Rehab Chief Executive Angela Kerins has confirmed that she is to step down from the position.
The announcement follows controversy over the level of salaries paid in the disability support group and low profits from its charity lotteries.
Ms Kerins made her decision to retire due to the impact of the controversies on the Rehab Group and on her family.
She has received threatening letters in recent weeks, which were passed on to gardaí.
Ms Kerins said: "In recent months, I have become increasingly concerned about the toll that public controversy has taken on the Rehab Group and my own family.
"While I have dedicated my energies and ability to growing and developing the Rehab Group for the last 22 years, I am of the view that it is in the best interests of all concerned that I step down at this time.
"In doing so, I hope the organisation can focus its entire energies on its core activity of developing and delivering services to people with disabilities and others who are disadvantaged."
Minister for Health James Reilly has said he respects the decision by Ms Kerins.
He repeated his view that anyone called to appear before the Public Accounts Committee appear before it.
Rehab confirmed in February that Ms Kerins was paid an annual salary of €240,000 with a 6% payment towards her Defined Contribution Pension.
She also has use of a company car for which she pays Benefit in Kind tax.
Ms Kerins has a notice period to work out and no decision has yet been taken on whether she will appear before the PAC with other Rehab officials again.
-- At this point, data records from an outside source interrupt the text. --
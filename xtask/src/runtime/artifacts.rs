//! Artifact path management for xtask workflows.

use crate::runtime::error::{XtaskError, XtaskResult};
use std::fs;
use std::path::{Component, Path, PathBuf};

const AUTOMATION_RUNS_DIR: &str = ".artifacts/automation/runs";

/// Central artifact path policy for xtask.
///
/// This service keeps workspace-relative locations consistent across workflow families.
/// Command domains should use it instead of hard-coding ad hoc joins from `ctx.root()`.
#[derive(Clone, Debug)]
pub struct ArtifactManager {
    root: PathBuf,
}

impl ArtifactManager {
    /// Create an artifact manager rooted at the workspace.
    pub fn new(root: PathBuf) -> Self {
        Self { root }
    }

    /// Return the workspace root path used for resolution.
    pub fn root(&self) -> &Path {
        &self.root
    }

    /// Resolve a possibly-relative workspace path.
    ///
    /// Absolute paths are preserved, while relative paths are anchored to the workspace root.
    pub fn resolve_path(&self, path: &Path) -> PathBuf {
        if path.is_absolute() {
            path.to_path_buf()
        } else {
            self.root.join(path)
        }
    }

    /// Workspace-relative label for a path, with posix separators.
    ///
    /// Generated modules embed these labels, so they must not depend on where the workspace is
    /// checked out. Paths outside the workspace fall back to their full display form.
    pub fn relative_label(&self, path: &Path) -> String {
        match path.strip_prefix(&self.root) {
            Ok(relative) => path_to_posix(relative),
            Err(_) => path.display().to_string(),
        }
    }

    /// Return the standard automation run root used by [`WorkflowRecorder`](crate::runtime::workflow::WorkflowRecorder).
    pub fn automation_runs_dir(&self) -> PathBuf {
        self.root.join(AUTOMATION_RUNS_DIR)
    }

    /// Ensure a directory exists.
    ///
    /// This helper is idempotent and succeeds when the directory already exists.
    pub fn ensure_dir(&self, path: &Path) -> XtaskResult<()> {
        fs::create_dir_all(path).map_err(|err| {
            XtaskError::io(format!("failed to create {}: {err}", path.display())).with_path(path)
        })
    }
}

fn path_to_posix(path: &Path) -> String {
    path.components()
        .filter_map(|component| match component {
            Component::Normal(part) => Some(part.to_string_lossy().into_owned()),
            Component::ParentDir => Some("..".to_string()),
            _ => None,
        })
        .collect::<Vec<_>>()
        .join("/")
}
//! Design-system artifact generation (`cargo codegen`).

mod config;
mod run;

use crate::runtime::context::CommandContext;
use crate::runtime::error::XtaskResult;
use crate::XtaskCommand;
use config::{parse_codegen_options, print_codegen_usage};
pub use config::{CodegenOptions, CodegenTarget};
use run::run_codegen;

/// `cargo codegen`
pub struct CodegenCommand;

impl XtaskCommand for CodegenCommand {
    type Options = CodegenOptions;

    fn parse(args: &[String]) -> XtaskResult<Self::Options> {
        parse_codegen_options(args)
    }

    fn run(ctx: &CommandContext, options: Self::Options) -> XtaskResult<()> {
        if options.show_help {
            print_codegen_usage();
            return Ok(());
        }
        run_codegen(ctx, options.target)
    }
}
Sinn Féin TD and member of the Public Accounts Committee, Mary Lou McDonald said that despite her resignation, Ms Kerins needed to cooperate with the PAC inquiry.
— Mary Lou McDonald (@MaryLouMcDonald) April 2, 2014
Resignation or not Angela Kerrins must still answer questions around rehab and cooperate with the PAC
Speaking on RTÉ's Today with Sean O'Rourke, she said that she would expect Ms Kerins to cooperate more fully than she had in the past with the inquiry.
Rehab Group divisions receive around €80 million a year in State funding.
Ms Kerins told the PAC in February that Rehab is not a State-run organisation and its staff are not public servants.
She also said her contract can provide a bonus of up to 30%-35% of her salary but she has never received that.
Ms Kerins has worked for Rehab since 1991 and has been chief executive for seven years since succeeding Frank Flannery.
Rehab Chairman Brian Kerr has said Ms Kerins led the group with "dedication and resolve".
"During her two decades with the organisation she has always striven to ensure that those who needed its services received the best possible support," he said.
Minister for Children Frances Fitzgerald said it would be in the interest of Rehab and of the charity sector for Ms Kerins to appear before the upcoming committee meeting.
Speaking on RTÉ's Morning Edition, Ms Fitzgerald said there had been questions that the committee had put that they wanted the people who had been in charge to answer.
She said both Ms Kerins and Mr Flannery should appear before the committee.
Minister Fitzgerald said people needed to get their trust back in the charity sector.
She said there were so many questions put to Rehab and the replies were very slow and there was clearly more work to be done in terms of the questions the PAC had to ask Rehab.
Independent TD Shane Ross said it is very important that there is full transparency on what has been happening in Rehab.
Mr Ross, who is a member of the PAC, said it would be a great pity if the committee came into a collision course with Mr Flannery or Ms Kerins about the situation at Rehab.
Speaking on RTÉ's News at One, he said he hoped that there would be no question of any top-up to Ms Kerin's retirement package, and that she would get what she was statutorily entitled to but no more.